In Reply to: Hanged with a new rope posted by Victoria S Dennis on February 25, 2010 at 09:21:

: : : : Does anyone know the origin or meaning of the saying "he wouldn't be happy if he was hanged with a new rope" or something close to that?

: : : It's a folksy American saying. But the notion that people who are hanged will be (or at least ought to be) gratified by the use of a fine or special rope is not confined to the USA, and is quite old. There is a firm belief in the UK that until the end of capital puishment in Britain, it was a privilege of peers of the realm to be hanged with a silk rope. (I have no idea if this is actually true, and for our purposes it hardly matters; the point is that British people believed it.) And the Kurds of Western Asia illustrate their aesthetic sense and love of colour with the following tale: A celebrated Kurdish bandit/freedom fighter is finally taken prisoner by the authorities, and is given a last request before execution. After much thought he says "I want to be hanged with a red and green rope". (VSD)

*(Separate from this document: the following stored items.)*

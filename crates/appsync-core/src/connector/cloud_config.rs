// Copyright (C) 2025 SyncMyOrders Sp. z o.o.
// SPDX-License-Identifier: AGPL-3.0-or-later
//! Cloud configuration (kubeconfig) lookup.

use std::collections::HashMap;
use std::sync::Arc;

use async_trait::async_trait;
use serde::{Deserialize, Serialize};
use tokio::sync::RwLock;

use crate::error::{Error, Result};
use crate::persistence::DocumentStore;

/// Document collection holding cloud configurations.
pub const CLOUD_CONFIG_COLLECTION: &str = "cloudconfig";
const CLOUD_CONFIG_TAG: &str = "config";

/// Key of one cloud configuration.
#[derive(Debug, Clone, PartialEq, Eq, Hash, Serialize, Deserialize)]
pub struct CloudConfigKey {
    pub provider: String,
    pub cluster: String,
    pub level: String,
    pub namespace: String,
}

impl CloudConfigKey {
    pub fn new(provider: &str, cluster: &str, level: &str, namespace: &str) -> Self {
        Self {
            provider: provider.to_string(),
            cluster: cluster.to_string(),
            level: level.to_string(),
            namespace: namespace.to_string(),
        }
    }
}

#[derive(Debug, Serialize, Deserialize)]
struct CloudConfigDoc {
    config: String,
}

/// Source of cluster credentials.
#[async_trait]
pub trait CloudConfigStore: Send + Sync {
    /// Kubeconfig bytes for a cluster.
    async fn get_config(&self, key: &CloudConfigKey) -> Result<Vec<u8>>;

    /// Store kubeconfig bytes for a cluster.
    async fn put_config(&self, key: &CloudConfigKey, config: &[u8]) -> Result<()>;
}

/// In-memory cloud configuration store.
#[derive(Debug, Default)]
pub struct MemoryCloudConfigStore {
    configs: RwLock<HashMap<CloudConfigKey, Vec<u8>>>,
}

impl MemoryCloudConfigStore {
    pub fn new() -> Self {
        Self::default()
    }
}

#[async_trait]
impl CloudConfigStore for MemoryCloudConfigStore {
    async fn get_config(&self, key: &CloudConfigKey) -> Result<Vec<u8>> {
        self.configs
            .read()
            .await
            .get(key)
            .cloned()
            .ok_or_else(|| Error::NotFound(format!("cloud config for {}+{}", key.provider, key.cluster)))
    }

    async fn put_config(&self, key: &CloudConfigKey, config: &[u8]) -> Result<()> {
        self.configs
            .write()
            .await
            .insert(key.clone(), config.to_vec());
        Ok(())
    }
}

/// Cloud configuration kept in the document store.
#[derive(Clone)]
pub struct DocumentCloudConfigStore {
    docs: Arc<dyn DocumentStore>,
}

impl DocumentCloudConfigStore {
    pub fn new(docs: Arc<dyn DocumentStore>) -> Self {
        Self { docs }
    }
}

#[async_trait]
impl CloudConfigStore for DocumentCloudConfigStore {
    async fn get_config(&self, key: &CloudConfigKey) -> Result<Vec<u8>> {
        let key_json = serde_json::to_value(key)?;
        let found = self
            .docs
            .find(CLOUD_CONFIG_COLLECTION, &key_json, CLOUD_CONFIG_TAG)
            .await?;
        let doc = found.into_iter().next().ok_or_else(|| {
            Error::NotFound(format!("cloud config for {}+{}", key.provider, key.cluster))
        })?;
        let doc: CloudConfigDoc = serde_json::from_value(doc)?;
        Ok(doc.config.into_bytes())
    }

    async fn put_config(&self, key: &CloudConfigKey, config: &[u8]) -> Result<()> {
        let doc = CloudConfigDoc {
            config: std::str::from_utf8(config)?.to_string(),
        };
        self.docs
            .insert(
                CLOUD_CONFIG_COLLECTION,
                &serde_json::to_value(key)?,
                CLOUD_CONFIG_TAG,
                &serde_json::to_value(&doc)?,
            )
            .await
    }
}

#[cfg(test)]
mod tests {
    use super::*;
    use crate::persistence::MemoryStore;

    #[tokio::test]
    async fn test_memory_store() {
        let store = MemoryCloudConfigStore::new();
        let key = CloudConfigKey::new("p", "c1", "0", "default");
        assert!(store.get_config(&key).await.is_err());
        store.put_config(&key, b"apiVersion: v1").await.unwrap();
        assert_eq!(store.get_config(&key).await.unwrap(), b"apiVersion: v1");
    }

    #[tokio::test]
    async fn test_document_store_keys_by_all_fields() {
        let store = DocumentCloudConfigStore::new(Arc::new(MemoryStore::new()));
        let k1 = CloudConfigKey::new("p", "c1", "0", "default");
        let k2 = CloudConfigKey::new("p", "c1", "1", "ns1");
        store.put_config(&k1, b"one").await.unwrap();
        store.put_config(&k2, b"two").await.unwrap();
        assert_eq!(store.get_config(&k1).await.unwrap(), b"one");
        assert_eq!(store.get_config(&k2).await.unwrap(), b"two");
        let missing = CloudConfigKey::new("p", "c2", "0", "default");
        assert!(matches!(
            store.get_config(&missing).await.unwrap_err(),
            Error::NotFound(_)
        ));
    }
}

: : [The flag of Kurdistan is red and green - you don't mention if the authorities hanging the captive were Turks: the Turkish flag's a solid field of red, with white crescent and star. There may have been more to the man's preference besides aesthetics. -Bac.]

: Ah, that certainly sheds a different light. It still ties in to the whole idea that the kind of rope matters. (VSD)

ters. (VSD)

Baceceras doesn't mention the date of the alleged incident involving the Kurd, but since the Ottoman Turks undoubtedly had official suzerainty over the Kurds, the flag was one of several flags used by that the Ottoman Empire. According to the Wikipedia, the Ottoman flag was first standardized in 1844. And when Turkey emerged after World War I as an independent nation, it based its flag, well described by Baceceras, on the Ottoman flag of 1844, with a few changes of sizing of the elements. If the Kurdish incident was before 1844 only the participants know the color of the flag, or of the rope. And they aren't talking.